UE e EUA assinam memorando de parceria estratégica para minerais críticos

Autor: Tatyana Hurynovich

Na sexta-feira, 24 de abril de 2026, a União Europeia e os Estados Unidos assinaram um memorando de entendimento para uma parceria estratégica no setor de minerais críticos. O documento foi firmado na sala de reuniões do Departamento de Estado, em Washington, durante um encontro entre o Secretário de Estado norte-americano, Marco Rubio, e o Comissário Europeu para o Comércio, Maroš Šefčovič.

O acordo foca na coordenação do fornecimento de minerais críticos utilizados em setores industriais essenciais, incluindo a produção de semicondutores, baterias para veículos elétricos e tecnologias de defesa. As partes destacaram a necessidade de diversificar as cadeias de suprimentos e reduzir a dependência de um ou dois fornecedores, especialmente diante das restrições de exportação impostas pela China sobre terras raras e outros materiais estratégicos.

O memorando prevê a cooperação em todas as etapas da cadeia de valor: da exploração e mineração ao processamento, refino, reciclagem e reutilização de minerais. A UE e os EUA também avaliarão a possibilidade de coordenar subsídios e criar reservas conjuntas de minerais críticos, além de desenvolver padrões unificados para facilitar o comércio entre os países parceiros.
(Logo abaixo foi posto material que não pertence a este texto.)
//! Event ingestion.
//!
//! The ingester replays chain events into an election, tracking a cursor
//! so overlapping fetches are idempotent: an event at or before the cursor
//! is silently skipped, never applied twice. Period transitions are driven
//! by the events themselves; the first signup opens signups and the first
//! message closes them.

use tracing::{debug, warn};

use sotto_core::{Election, Period};
use sotto_curve::PointOps;
use sotto_hash::FieldHash;

use crate::errors::{ChainError, ChainResult};
use crate::events::ChainEvent;

#[derive(Clone, Copy, Debug, Default)]
pub struct EventIngester {
    /// Ordering key of the last applied event
    cursor: Option<(u64, u64)>,
    seen_message: bool,
}

impl EventIngester {
    pub fn new() -> Self {
        Self::default()
    }

    pub fn cursor(&self) -> Option<(u64, u64)> {
        self.cursor
    }

    /// Apply a single event; returns `false` when the cursor already
    /// covers it.
    pub fn apply<H: FieldHash, C: PointOps>(
        &mut self,
        election: &mut Election<H, C>,
        event: &ChainEvent,
    ) -> ChainResult<bool> {
        let key = event.key();
        if let Some(cursor) = self.cursor {
            if key <= cursor {
                debug!(block = key.0, log_index = key.1, "event already applied");
                return Ok(false);
            }
        }

        match event {
            ChainEvent::Signup(signup) => {
                if self.seen_message {
                    warn!(block = signup.block, "signup received after voting began");
                    return Err(ChainError::SignupAfterVoting {
                        block: signup.block,
                        log_index: signup.log_index,
                    });
                }
                if election.period() == Period::Created {
                    election.open_signups()?;
                }
                election.signup(signup.pub_key, signup.voice_credits)?;
            }
            ChainEvent::Message(published) => {
                if !self.seen_message {
                    if election.period() == Period::Created {
                        election.open_signups()?;
                    }
                    if election.period() == Period::SigningUp {
                        election.begin_voting()?;
                    }
                    self.seen_message = true;
                }
                election.publish_message(
                    published.message,
                    published.enc_pub_key,
                    published.block,
                )?;
            }
        }

        self.cursor = Some(key);
        Ok(true)
    }

    /// Apply a sorted run of events, returning how many were new
    pub fn apply_all<H: FieldHash, C: PointOps>(
        &mut self,
        election: &mut Election<H, C>,
        events: &[ChainEvent],
    ) -> ChainResult<usize> {
        let mut applied = 0;
        for event in events {
            if self.apply(election, event)? {
                applied += 1;
            }
        }
        Ok(applied)
    }
}

#[cfg(test)]
mod tests {
    use super::*;
    use rand::rngs::StdRng;
    use rand::SeedableRng;
    use sotto_core::ElectionParams;
    use sotto_curve::BabyJubjub;
    use sotto_domain::{Field, Keypair, Message};
    use sotto_hash::Poseidon;

    use crate::events::{MessageEvent, SignupEvent};

    fn new_election() -> Election<Poseidon, BabyJubjub> {
        let curve = BabyJubjub::new();
        let mut rng = StdRng::seed_from_u64(11);
        let coordinator = Keypair::generate(&curve, &mut rng);
        let params = ElectionParams {
            state_tree_depth: 4,
            message_tree_depth: 4,
            vote_option_tree_depth: 2,
            message_batch_size: 2,
            max_vote_options: 4,
        };
        Election::new(params, coordinator, Poseidon::new(), curve).unwrap()
    }

    fn sample_events() -> Vec<ChainEvent> {
        let curve = BabyJubjub::new();
        let mut rng = StdRng::seed_from_u64(12);
        let alice = Keypair::generate(&curve, &mut rng);
        let bob = Keypair::generate(&curve, &mut rng);

        vec![
            ChainEvent::Signup(SignupEvent {
                block: 1,
                log_index: 0,
                pub_key: alice.pub_key,
                voice_credits: 100,
            }),
            ChainEvent::Signup(SignupEvent {
                block: 1,
                log_index: 1,
                pub_key: bob.pub_key,
                voice_credits: 50,
            }),
            ChainEvent::Message(MessageEvent {
                block: 2,
                log_index: 0,
                message: Message::from_words([Field::from(9u64); sotto_domain::MESSAGE_LENGTH]),
                enc_pub_key: alice.pub_key,
            }),
        ]
    }

    #[test]
    fn test_events_drive_period_transitions() {
        let mut election = new_election();
        let mut ingester = EventIngester::new();

        let applied = ingester.apply_all(&mut election, &sample_events()).unwrap();
        assert_eq!(applied, 3);
        assert_eq!(election.period(), Period::Voting);
        assert_eq!(election.num_signups(), 2);
        assert_eq!(election.num_messages(), 1);
        assert_eq!(ingester.cursor(), Some((2, 0)));
    }

    #[test]
    fn test_overlapping_fetches_are_idempotent() {
        let events = sample_events();

        let mut once = new_election();
        let mut once_ingester = EventIngester::new();
        once_ingester.apply_all(&mut once, &events).unwrap();

        let mut twice = new_election();
        let mut twice_ingester = EventIngester::new();
        twice_ingester.apply_all(&mut twice, &events[..2]).unwrap();
        // The second fetch overlaps the first
        let applied = twice_ingester.apply_all(&mut twice, &events).unwrap();
        assert_eq!(applied, 1);

        assert_eq!(once.state_root(), twice.state_root());
        assert_eq!(once.message_root(), twice.message_root());
    }

    #[test]
    fn test_signup_after_message_is_refused() {
        let mut election = new_election();
        let mut ingester = EventIngester::new();
        let mut events = sample_events();
        let late_signup = ChainEvent::Signup(SignupEvent {
            block: 3,
            log_index: 0,
            pub_key: match events[0] {
                ChainEvent::Signup(signup) => signup.pub_key,
                _ => unreachable!(),
            },
            voice_credits: 10,
        });
        events.push(late_signup);

        let err = ingester.apply_all(&mut election, &events).unwrap_err();
        assert!(matches!(
            err,
            ChainError::SignupAfterVoting { block: 3, .. }
        ));
        // Everything before the bad event still landed
        assert_eq!(election.num_signups(), 2);
        assert_eq!(election.num_messages(), 1);
    }
}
No âmbito do acordo, planeja-se o financiamento e o investimento conjunto em pesquisa científica e no desenvolvimento de tecnologias para o processamento e a valorização de matérias-primas minerais. Os EUA e a UE pretendem integrar este formato de parceria em uma rede de cooperação mais ampla com outras nações aliadas, como México, Japão e Austrália, entre outros estados que já estão estabelecendo planos semelhantes para minerais críticos.

Simultaneamente à assinatura do memorando, Šefčovič abordou a questão das restrições comerciais no setor metalúrgico. Atualmente, os EUA e a UE mantêm regimes tarifários distintos para metais, incluindo aço e alumínio, em vez de uma tarifa única comum para todas as mercadorias. Em 2025, os EUA elevaram significativamente as taxas sobre o aço para diversos países, estabelecendo patamares de 25% e anunciando posteriormente um aumento para 50% em certas remessas, embora se apliquem cotas e condições especiais para alguns aliados selecionados.

A Comissão Europeia busca formas de flexibilizar as restrições comerciais, vinculando este tema à proteção da indústria siderúrgica europeia contra importações excessivas e subsidiadas, provenientes inclusive da China. Bruxelas estuda a possibilidade de intensificar as medidas tarifárias sobre certos tipos de aço importado para aliviar a pressão sobre o seu mercado interno.

Dessa forma, o novo memorando acrescenta às tradicionais negociações comerciais sobre metais e tarifas uma nova frente: a garantia da resiliência e segurança no suprimento de recursos minerais críticos. Trata-se de um instrumento adicional para que a UE e os EUA mitiguem os riscos associados aos desafios geopolíticos e tecnológicos da economia global.